У нее задрожали губы и по щекам покатились совершенно бесполезные слезы.
- Мне было плохо. Я не мог уснуть, и ты приносила мне теплое молоко, - Баки озвучил так, словно процитировал по памяти заученный наизусть, кем-то написанный текст. – Не знаю, вели ли об этом записи и читал ли их Пирс, но он, сука, основал на этом свой собственный блядский ритуал… - ровный голос дрогнул, в одно мгновение переполненный ненавистью и злобой. – Солдат плевать хотел на все это, у него не было моей памяти, а у меня его есть, и я…
Откровение оборвалось на середине. Снова повисла тишина, в которой обостренному слуху вполне могло быть доступно, как безудержные слезы, срываясь с ее подбородка, мелкими каплями падали на пыльный стылый пол.
Она колола его, и он молчал о том, что помнит, она промывала его раны и поила с руки, и он ничего не сказал. Не видя и не пробуя содержимого кружки, он вспомнил молоко. Спустя бесконечные семьдесят лет.
- Я не мог заснуть. Охрану жутко донимала собственная невозможность поспать, и тогда они звали тебя. Ты приносила молоко и… и книжку. Какую-то русскую-народную нелепицу.
Она слышала все, о чем он говорил, не могла не слышать, хотя уже давно стекла по сырой стене на пол, ослепнув от слез и задыхаясь в беззвучных рыданиях.
- Меня от еды выворачивало. Особенно поначалу. И ты примешивала к молоку мед, а чтобы я зубами не колотился о край, ты кусок капельной трубки приноровилась опускать в кружку вместо соломинки. Не знаю, что они с тобой делали, и как работает эта чудовищная штука в твоей голове, но…Ты это помнишь?
- Джеймс, я сделала это с тобой, - слезы кончились, оставив после себя тупую пульсацию фактов. - Добровольно, а не по чьему-то приказу. Вот, что я помню.
Баки словно вовсе ее не услышал.
- У меня спина болела. Из-за руки, - раздался звук, похожий на скрежет – Баки небрежно поскреб металлическое плечо. - После ломок особенно сильно. Ты спрашивала, болит ли что-то, я ничего не говорил, а однажды ты просто велела мне перевернуться на живот. У койки стояла охрана с автоматами. Я думал, стрелять станут или удары прикладами отрабатывать, но ты выставила их за дверь. Всегда выставляла, когда приходила.

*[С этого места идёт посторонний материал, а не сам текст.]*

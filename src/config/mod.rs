// sqldatabasetool/src/config/mod.rs
use anyhow::{Context, Result};
use serde::Deserialize;
use std::collections::HashSet;
use std::fs;
use std::path::{Path, PathBuf};
use std::time::Duration;

use crate::errors::ToolkitError;

/// Section name the options may be nested under in config.json.
pub const OPTIONS_SECTION: &str = "SqlDatabaseOptions";
pub const DEFAULT_COMMAND_TIMEOUT_SECONDS: u64 = 60;

pub const ENV_CONNECTION_STRING: &str = "SQLTOOLKIT_CONNECTION_STRING";
pub const ENV_BACKUP_DIRECTORY: &str = "SQLTOOLKIT_BACKUP_DIRECTORY";
pub const ENV_RESTORE_DIRECTORY: &str = "SQLTOOLKIT_RESTORE_DIRECTORY";
pub const ENV_ARCHIVE_DIRECTORY: &str = "SQLTOOLKIT_ARCHIVE_DIRECTORY";
pub const ENV_COMMAND_TIMEOUT_SECONDS: &str = "SQLTOOLKIT_COMMAND_TIMEOUT_SECONDS";

// Structs for deserializing config.json
#[derive(Debug, Clone, Deserialize)]
#[serde(untagged)]
pub enum JsonDatabaseEntry {
    Named {
        #[serde(rename = "Name")]
        name: String,
    },
    Plain(String),
}

impl JsonDatabaseEntry {
    fn into_name(self) -> String {
        match self {
            JsonDatabaseEntry::Named { name } => name,
            JsonDatabaseEntry::Plain(name) => name,
        }
    }
}

#[derive(Debug, Clone, Default, Deserialize)]
#[serde(rename_all = "PascalCase")]
pub struct RawJsonConfig {
    pub connection_string: Option<String>,
    pub backup_directory: Option<String>,
    pub restore_directory: Option<String>,
    pub archive_directory: Option<String>,
    pub command_timeout_seconds: Option<u64>,
    pub databases: Option<Vec<JsonDatabaseEntry>>,
}

/// One configured database.
#[derive(Debug, Clone, PartialEq, Eq)]
pub struct DatabaseSpec {
    pub name: String,
}

impl DatabaseSpec {
    pub fn new(name: impl Into<String>) -> Self {
        DatabaseSpec { name: name.into() }
    }

    /// `<name>.bak`
    pub fn backup_file_name(&self) -> String {
        format!("{}.bak", self.name)
    }

    pub fn resolve_backup_file_path(&self, directory: &Path) -> PathBuf {
        directory.join(self.backup_file_name())
    }
}

/// Resolved, validated options for one backup or restore run.
#[derive(Debug, Clone)]
pub struct ToolkitOptions {
    pub connection_string: String,
    pub backup_directory: PathBuf,
    pub restore_directory: PathBuf,
    /// `None` keeps backups local only.
    pub archive_directory: Option<PathBuf>,
    pub command_timeout_seconds: u64,
    pub databases: Vec<DatabaseSpec>,
}

impl ToolkitOptions {
    /// Reads config.json, layers `.env` and `SQLTOOLKIT_*` environment
    /// variables on top, then validates.
    pub fn load(config_path: &Path) -> Result<Self> {
        // A missing .env is not an error.
        let _ = dotenv::dotenv();

        let mut raw = if config_path.exists() {
            load_raw_from_json(config_path)?
        } else {
            tracing::warn!(
                path = %config_path.display(),
                "Config file not found, relying on environment variables only"
            );
            RawJsonConfig::default()
        };
        apply_env_overrides(&mut raw, |key| std::env::var(key).ok())?;

        let options = ToolkitOptions::from_raw(raw)
            .with_context(|| format!("Invalid configuration in {}", config_path.display()))?;
        tracing::debug!(
            databases = options.databases.len(),
            backup_directory = %options.backup_directory.display(),
            archive_enabled = options.archive_directory.is_some(),
            "Configuration loaded"
        );
        Ok(options)
    }

    /// Validates raw options. Fails before any SQL or file operation runs.
    pub fn from_raw(raw: RawJsonConfig) -> std::result::Result<Self, ToolkitError> {
        let connection_string = raw
            .connection_string
            .filter(|s| !s.trim().is_empty())
            .ok_or_else(|| ToolkitError::Config("ConnectionString must be set".to_string()))?;

        let backup_directory = required_directory(raw.backup_directory, "BackupDirectory")?;
        let restore_directory = required_directory(raw.restore_directory, "RestoreDirectory")?;
        let archive_directory = match raw.archive_directory {
            Some(dir) if !dir.trim().is_empty() => Some(resolve_directory(&dir, "ArchiveDirectory")?),
            _ => None,
        };

        let command_timeout_seconds = raw
            .command_timeout_seconds
            .unwrap_or(DEFAULT_COMMAND_TIMEOUT_SECONDS);
        if command_timeout_seconds == 0 {
            return Err(ToolkitError::Config(
                "CommandTimeoutSeconds must be greater than zero".to_string(),
            ));
        }

        let names: Vec<String> = raw
            .databases
            .unwrap_or_default()
            .into_iter()
            .map(JsonDatabaseEntry::into_name)
            .collect();
        if names.is_empty() {
            return Err(ToolkitError::Config(
                "Databases must list at least one database".to_string(),
            ));
        }

        let mut seen = HashSet::new();
        let mut databases = Vec::with_capacity(names.len());
        for name in names {
            validate_database_name(&name)?;
            if !seen.insert(name.to_lowercase()) {
                return Err(ToolkitError::Config(format!(
                    "Database '{}' is listed more than once",
                    name
                )));
            }
            databases.push(DatabaseSpec::new(name));
        }

        Ok(ToolkitOptions {
            connection_string,
            backup_directory,
            restore_directory,
            archive_directory,
            command_timeout_seconds,
            databases,
        })
    }

    pub fn command_timeout(&self) -> Duration {
        Duration::from_secs(self.command_timeout_seconds)
    }
}

/// Parses config.json. The options may sit at top level or under a
/// `SqlDatabaseOptions` section.
pub fn load_raw_from_json(config_path: &Path) -> Result<RawJsonConfig> {
    let config_content = fs::read_to_string(config_path)
        .with_context(|| format!("Failed to read config file at {}", config_path.display()))?;
    parse_raw_config(&config_content).with_context(|| {
        format!(
            "Failed to parse JSON from config file at {}",
            config_path.display()
        )
    })
}

fn parse_raw_config(content: &str) -> Result<RawJsonConfig> {
    let mut value: serde_json::Value = serde_json::from_str(content)?;
    if let Some(section) = value.get_mut(OPTIONS_SECTION) {
        value = section.take();
    }
    if !value.is_object() {
        anyhow::bail!("configuration must be a JSON object");
    }
    let raw: RawJsonConfig = serde_json::from_value(value)
        .context("Failed to map configuration onto the recognised options")?;
    Ok(raw)
}

/// Environment variables win over values read from config.json.
pub fn apply_env_overrides<F>(raw: &mut RawJsonConfig, lookup: F) -> Result<()>
where
    F: Fn(&str) -> Option<String>,
{
    if let Some(value) = lookup(ENV_CONNECTION_STRING) {
        raw.connection_string = Some(value);
    }
    if let Some(value) = lookup(ENV_BACKUP_DIRECTORY) {
        raw.backup_directory = Some(value);
    }
    if let Some(value) = lookup(ENV_RESTORE_DIRECTORY) {
        raw.restore_directory = Some(value);
    }
    if let Some(value) = lookup(ENV_ARCHIVE_DIRECTORY) {
        raw.archive_directory = Some(value);
    }
    if let Some(value) = lookup(ENV_COMMAND_TIMEOUT_SECONDS) {
        let seconds = value.trim().parse::<u64>().with_context(|| {
            format!("{} must be a whole number of seconds, got '{}'", ENV_COMMAND_TIMEOUT_SECONDS, value)
        })?;
        raw.command_timeout_seconds = Some(seconds);
    }
    Ok(())
}

fn required_directory(value: Option<String>, key: &str) -> std::result::Result<PathBuf, ToolkitError> {
    match value {
        Some(dir) if !dir.trim().is_empty() => resolve_directory(&dir, key),
        _ => Err(ToolkitError::Config(format!("{} must be set", key))),
    }
}

fn resolve_directory(dir: &str, key: &str) -> std::result::Result<PathBuf, ToolkitError> {
    std::path::absolute(dir.trim())
        .map_err(|e| ToolkitError::Config(format!("{} '{}' cannot be resolved: {}", key, dir, e)))
}

/// Names end up inside `[...]` identifiers and `<name>.bak` file names.
fn validate_database_name(name: &str) -> std::result::Result<(), ToolkitError> {
    if name.trim().is_empty() {
        return Err(ToolkitError::Config("Database name cannot be empty".to_string()));
    }
    if name
        .chars()
        .any(|c| c == ']' || c == '\'' || c == '/' || c == '\\' || c.is_control())
    {
        return Err(ToolkitError::Config(format!(
            "Invalid character in database name: {:?}",
            name
        )));
    }
    Ok(())
}

#[cfg(test)]
mod tests {
    use super::*;
    use serde_json::json;

    fn raw_from(value: serde_json::Value) -> anyhow::Result<RawJsonConfig> {
        parse_raw_config(&value.to_string())
    }

    #[test]
    fn test_parse_top_level_options() -> anyhow::Result<()> {
        let raw = raw_from(json!({
            "ConnectionString": "Server=tcp:localhost,1433;User Id=sa;Password=x",
            "BackupDirectory": "/var/backups/sql",
            "RestoreDirectory": "/var/lib/mssql/data",
            "ArchiveDirectory": "/mnt/archive",
            "CommandTimeoutSeconds": 300,
            "Databases": [{ "Name": "Sales" }, { "Name": "Inventory" }]
        }))?;
        let options = ToolkitOptions::from_raw(raw)?;

        assert_eq!(options.command_timeout_seconds, 300);
        assert_eq!(options.archive_directory, Some(PathBuf::from("/mnt/archive")));
        assert_eq!(
            options.databases,
            vec![DatabaseSpec::new("Sales"), DatabaseSpec::new("Inventory")]
        );
        Ok(())
    }

    #[test]
    fn test_parse_nested_section_and_plain_names() -> anyhow::Result<()> {
        let raw = raw_from(json!({
            "Logging": { "LogLevel": { "Default": "Information" } },
            "SqlDatabaseOptions": {
                "ConnectionString": "Server=db;User Id=sa;Password=x",
                "BackupDirectory": "/backups",
                "RestoreDirectory": "/data",
                "Databases": ["Sales", { "Name": "Hr" }]
            }
        }))?;
        let options = ToolkitOptions::from_raw(raw)?;

        assert_eq!(options.command_timeout_seconds, DEFAULT_COMMAND_TIMEOUT_SECONDS);
        assert_eq!(options.archive_directory, None);
        assert_eq!(options.databases[0].name, "Sales");
        assert_eq!(options.databases[1].name, "Hr");
        Ok(())
    }

    #[test]
    fn test_empty_archive_directory_disables_archive() -> anyhow::Result<()> {
        let raw = raw_from(json!({
            "ConnectionString": "Server=db",
            "BackupDirectory": "/backups",
            "RestoreDirectory": "/data",
            "ArchiveDirectory": "",
            "Databases": ["Sales"]
        }))?;
        assert!(ToolkitOptions::from_raw(raw)?.archive_directory.is_none());
        Ok(())
    }

    #[test]
    fn test_empty_database_list_is_rejected() -> anyhow::Result<()> {
        let raw = raw_from(json!({
            "ConnectionString": "Server=db",
            "BackupDirectory": "/backups",
            "RestoreDirectory": "/data",
            "Databases": []
        }))?;
        let err = ToolkitOptions::from_raw(raw).unwrap_err();
        assert!(matches!(err, ToolkitError::Config(_)));
        Ok(())
    }

    #[test]
    fn test_missing_directories_and_zero_timeout_are_rejected() -> anyhow::Result<()> {
        let no_backup_dir = raw_from(json!({
            "ConnectionString": "Server=db",
            "RestoreDirectory": "/data",
            "Databases": ["Sales"]
        }))?;
        assert!(ToolkitOptions::from_raw(no_backup_dir).is_err());

        let zero_timeout = raw_from(json!({
            "ConnectionString": "Server=db",
            "BackupDirectory": "/backups",
            "RestoreDirectory": "/data",
            "CommandTimeoutSeconds": 0,
            "Databases": ["Sales"]
        }))?;
        assert!(ToolkitOptions::from_raw(zero_timeout).is_err());
        Ok(())
    }

    #[test]
    fn test_invalid_and_duplicate_database_names() -> anyhow::Result<()> {
        for databases in [json!(["Sales]"]), json!(["O'Brien"]), json!(["a/b"]), json!(["Sales", "sales"])] {
            let raw = raw_from(json!({
                "ConnectionString": "Server=db",
                "BackupDirectory": "/backups",
                "RestoreDirectory": "/data",
                "Databases": databases.clone()
            }))?;
            assert!(ToolkitOptions::from_raw(raw).is_err(), "{databases} should be rejected");
        }
        Ok(())
    }

    #[test]
    fn test_env_overrides_win_over_file_values() -> anyhow::Result<()> {
        let mut raw = raw_from(json!({
            "ConnectionString": "Server=file",
            "BackupDirectory": "/backups",
            "RestoreDirectory": "/data",
            "Databases": ["Sales"]
        }))?;
        apply_env_overrides(&mut raw, |key| match key {
            ENV_CONNECTION_STRING => Some("Server=env".to_string()),
            ENV_COMMAND_TIMEOUT_SECONDS => Some("15".to_string()),
            _ => None,
        })?;
        let options = ToolkitOptions::from_raw(raw)?;

        assert_eq!(options.connection_string, "Server=env");
        assert_eq!(options.command_timeout(), Duration::from_secs(15));
        Ok(())
    }

    #[test]
    fn test_env_timeout_must_be_numeric() {
        let mut raw = RawJsonConfig::default();
        let result = apply_env_overrides(&mut raw, |key| {
            (key == ENV_COMMAND_TIMEOUT_SECONDS).then(|| "soon".to_string())
        });
        assert!(result.is_err());
    }

    #[test]
    fn test_backup_file_path_resolution() {
        let db = DatabaseSpec::new("Sales");
        assert_eq!(db.backup_file_name(), "Sales.bak");
        assert_eq!(
            db.resolve_backup_file_path(Path::new("/backups")),
            PathBuf::from("/backups/Sales.bak")
        );
    }
}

Он договорил, дрожь зубов наслоилась на шелест пластин, когда Баки обеими руками обхватил тело поперек, словно пытаясь согреться или защититься, или уменьшить боль, заняв в пространстве меньшую площадь.
Раненый, голодный, замерзший, усталый. За неполные десять минут в пересчете на количество слов он сказал ей больше, чем за последние несколько дней, включая сам момент их встречи впервые с роковых событий 46-го. И были это ни разу не обвинения, которых она ожидала.

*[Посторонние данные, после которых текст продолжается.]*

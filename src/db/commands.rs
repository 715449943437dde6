//! Builds the T-SQL statements the toolkit issues. Pure, no I/O.
//!
//! Values that SQL Server accepts as variables (database name in BACKUP and
//! RESTORE, the backup device path, the backup set description) are bound as
//! parameters. `ALTER DATABASE` and the `MOVE` clauses do not accept
//! variables, so those are rendered as escaped literals.

use std::fmt;
use std::path::Path;

use crate::config::DatabaseSpec;
use crate::errors::{Result, ToolkitError};
use crate::restore::file_list::FilePair;

pub const PARAM_DATABASE_NAME: &str = "databaseName";
pub const PARAM_BACKUP_FILE_PATH: &str = "backupFilePath";
pub const PARAM_DESCRIPTION: &str = "description";

#[derive(Debug, Clone, Copy, PartialEq, Eq)]
pub enum StatementKind {
    Backup,
    FileListOnly,
    SetOffline,
    Restore,
    SetOnline,
}

impl fmt::Display for StatementKind {
    fn fmt(&self, f: &mut fmt::Formatter<'_>) -> fmt::Result {
        let label = match self {
            StatementKind::Backup => "BACKUP DATABASE",
            StatementKind::FileListOnly => "RESTORE FILELISTONLY",
            StatementKind::SetOffline => "SET OFFLINE",
            StatementKind::Restore => "RESTORE DATABASE",
            StatementKind::SetOnline => "SET ONLINE",
        };
        f.write_str(label)
    }
}

#[derive(Debug, Clone, PartialEq, Eq)]
pub struct SqlParam {
    pub name: &'static str,
    pub value: String,
}

impl SqlParam {
    fn new(name: &'static str, value: impl Into<String>) -> Self {
        SqlParam {
            name,
            value: value.into(),
        }
    }
}

/// A statement plus the fixed parameter set its kind requires.
#[derive(Debug, Clone, PartialEq, Eq)]
pub struct Statement {
    pub kind: StatementKind,
    pub text: String,
    pub params: Vec<SqlParam>,
}

#[cfg(test)]
impl Statement {
    pub fn param(&self, name: &str) -> Option<&str> {
        self.params
            .iter()
            .find(|p| p.name == name)
            .map(|p| p.value.as_str())
    }
}

/// `BACKUP DATABASE ... WITH NOFORMAT, NAME = ..., NOINIT, SKIP, NOREWIND, NOUNLOAD, STATS = 10`
pub fn backup_database(database: &DatabaseSpec, backup_file_path: &Path) -> Result<Statement> {
    let name = checked_name(database)?;
    let path = path_text(backup_file_path)?;
    let text = [
        "BACKUP DATABASE @databaseName",
        " TO DISK = @backupFilePath WITH NOFORMAT",
        ", NAME = @description",
        ", NOINIT",
        ", SKIP",
        ", NOREWIND",
        ", NOUNLOAD",
        ", STATS = 10",
    ]
    .concat();

    Ok(Statement {
        kind: StatementKind::Backup,
        text,
        params: vec![
            SqlParam::new(PARAM_DATABASE_NAME, name),
            SqlParam::new(PARAM_BACKUP_FILE_PATH, path),
            SqlParam::new(PARAM_DESCRIPTION, format!("{} - full backup", name)),
        ],
    })
}

pub fn file_list_only(backup_file_path: &Path) -> Result<Statement> {
    let path = path_text(backup_file_path)?;
    Ok(Statement {
        kind: StatementKind::FileListOnly,
        text: "RESTORE FILELISTONLY FROM DISK = @backupFilePath".to_string(),
        params: vec![SqlParam::new(PARAM_BACKUP_FILE_PATH, path)],
    })
}

/// Forcibly rolls back open transactions so the restore gets exclusive access.
pub fn set_offline(database: &DatabaseSpec) -> Result<Statement> {
    let name = checked_name(database)?;
    Ok(Statement {
        kind: StatementKind::SetOffline,
        text: format!("ALTER DATABASE [{}] SET OFFLINE WITH ROLLBACK IMMEDIATE", name),
        params: Vec::new(),
    })
}

/// `RESTORE DATABASE ... WITH REPLACE, NOUNLOAD, STATS = 5` plus one MOVE per file pair.
pub fn restore_database(
    database: &DatabaseSpec,
    backup_file_path: &Path,
    file_pairs: &[FilePair],
) -> Result<Statement> {
    let name = checked_name(database)?;
    let path = path_text(backup_file_path)?;

    let mut text = String::from("RESTORE DATABASE @databaseName");
    text.push_str(" FROM DISK = @backupFilePath WITH REPLACE");
    text.push_str(", NOUNLOAD");
    text.push_str(", STATS = 5");
    for pair in file_pairs {
        text.push_str(&format!(
            ", MOVE N'{}' TO N'{}'",
            escape_literal(&pair.logical_name),
            escape_literal(&pair.move_to_path)
        ));
    }

    Ok(Statement {
        kind: StatementKind::Restore,
        text,
        params: vec![
            SqlParam::new(PARAM_DATABASE_NAME, name),
            SqlParam::new(PARAM_BACKUP_FILE_PATH, path),
        ],
    })
}

pub fn set_online(database: &DatabaseSpec) -> Result<Statement> {
    let name = checked_name(database)?;
    Ok(Statement {
        kind: StatementKind::SetOnline,
        text: format!("ALTER DATABASE [{}] SET ONLINE", name),
        params: Vec::new(),
    })
}

fn checked_name(database: &DatabaseSpec) -> Result<&str> {
    let name = database.name.as_str();
    if name.trim().is_empty() || name.contains(']') || name.chars().any(char::is_control) {
        return Err(ToolkitError::InvalidStatement(format!(
            "database name {:?} cannot be used as an identifier",
            name
        )));
    }
    Ok(name)
}

fn path_text(path: &Path) -> Result<&str> {
    path.to_str().ok_or_else(|| {
        ToolkitError::InvalidStatement(format!(
            "path {} is not valid UTF-8",
            path.display()
        ))
    })
}

fn escape_literal(value: &str) -> String {
    value.replace('\'', "''")
}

- Джей… Баки… - имя кинжалом встало поперек горла, цеплялось о зубы, путало мысли.
«Солдатик, ну пожалуйста, ляг, - хотелось ей повторять заученные давным-давно монологи, обращенные к безымянному в то время пленному. - Тебя никто не тронет. Никто не ударит. Пожалуйста, перевернись на живот. Они ушли, видишь? Посмотри. У меня ничего нет. Я не стану ничего тебе колоть».
В первый день солдат так и не перевернулся. На следующий день лежал камнем, который расслабить было все равно, что раздробить гранит. Еще через несколько дней он сам подался к руке, нерешительно, словно дикий зверь, позволил пальцам единожды огладить литые мышцы.